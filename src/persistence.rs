use std::path::PathBuf;

use anyhow::{Context, Result};

use crate::state::ReaderSettings;

const SETTINGS_FILE: &str = "settings.json";

fn settings_path() -> Result<PathBuf> {
    let config_dir = dirs::config_dir()
        .context("Cannot find config directory")?;
    Ok(config_dir.join("ReadToMe").join(SETTINGS_FILE))
}

/// Load persisted settings, falling back to defaults on any failure.
pub fn load_settings() -> ReaderSettings {
    let path = match settings_path() {
        Ok(p) => p,
        Err(e) => {
            tracing::warn!("Failed to locate settings file: {}. Using defaults.", e);
            return ReaderSettings::default();
        }
    };

    if !path.exists() {
        tracing::info!("No stored settings found. Using defaults.");
        return ReaderSettings::default();
    }

    match std::fs::read_to_string(&path) {
        Ok(data) => match serde_json::from_str::<ReaderSettings>(&data) {
            Ok(settings) => settings,
            Err(e) => {
                tracing::warn!("Failed to deserialize stored settings: {}. Using defaults.", e);
                ReaderSettings::default()
            }
        },
        Err(e) => {
            tracing::warn!("Failed to read settings file: {}. Using defaults.", e);
            ReaderSettings::default()
        }
    }
}

pub fn save_settings(settings: &ReaderSettings) -> Result<()> {
    let path = settings_path()?;
    if let Some(parent) = path.parent() {
        std::fs::create_dir_all(parent)
            .with_context(|| format!("Failed to create {}", parent.display()))?;
    }
    let data = serde_json::to_string_pretty(settings)?;
    std::fs::write(&path, data)
        .with_context(|| format!("Failed to write {}", path.display()))?;
    Ok(())
}
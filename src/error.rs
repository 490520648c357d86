use thiserror::Error;

use crate::audio::decode::DecodeError;

/// Result type for reader operations
pub type Result<T> = std::result::Result<T, Error>;

/// Errors surfaced by the reading/playback core
#[derive(Error, Debug)]
pub enum Error {
    /// The segmentation service failed or returned an unusable response
    #[error("Segmentation failed: {0}")]
    Segmentation(String),

    /// The synthesis service failed or returned no audio payload
    #[error("Synthesis failed: {0}")]
    Synthesis(String),

    /// The audio payload could not be decoded
    #[error("Decode failed: {0}")]
    Decode(#[from] DecodeError),

    /// Audio output device unavailable or failed to start
    #[error("Playback failed: {0}")]
    Playback(String),

    /// Missing or invalid configuration (e.g. no API key)
    #[error("Configuration error: {0}")]
    Config(String),

    /// HTTP transport error talking to a remote service
    #[error("HTTP error: {0}")]
    Http(#[from] reqwest::Error),

    /// IO error
    #[error("IO error: {0}")]
    Io(#[from] std::io::Error),
}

____________________

▶ What to work on
Give only the number of lines in the material above that include the word "format".

▶ Task output
2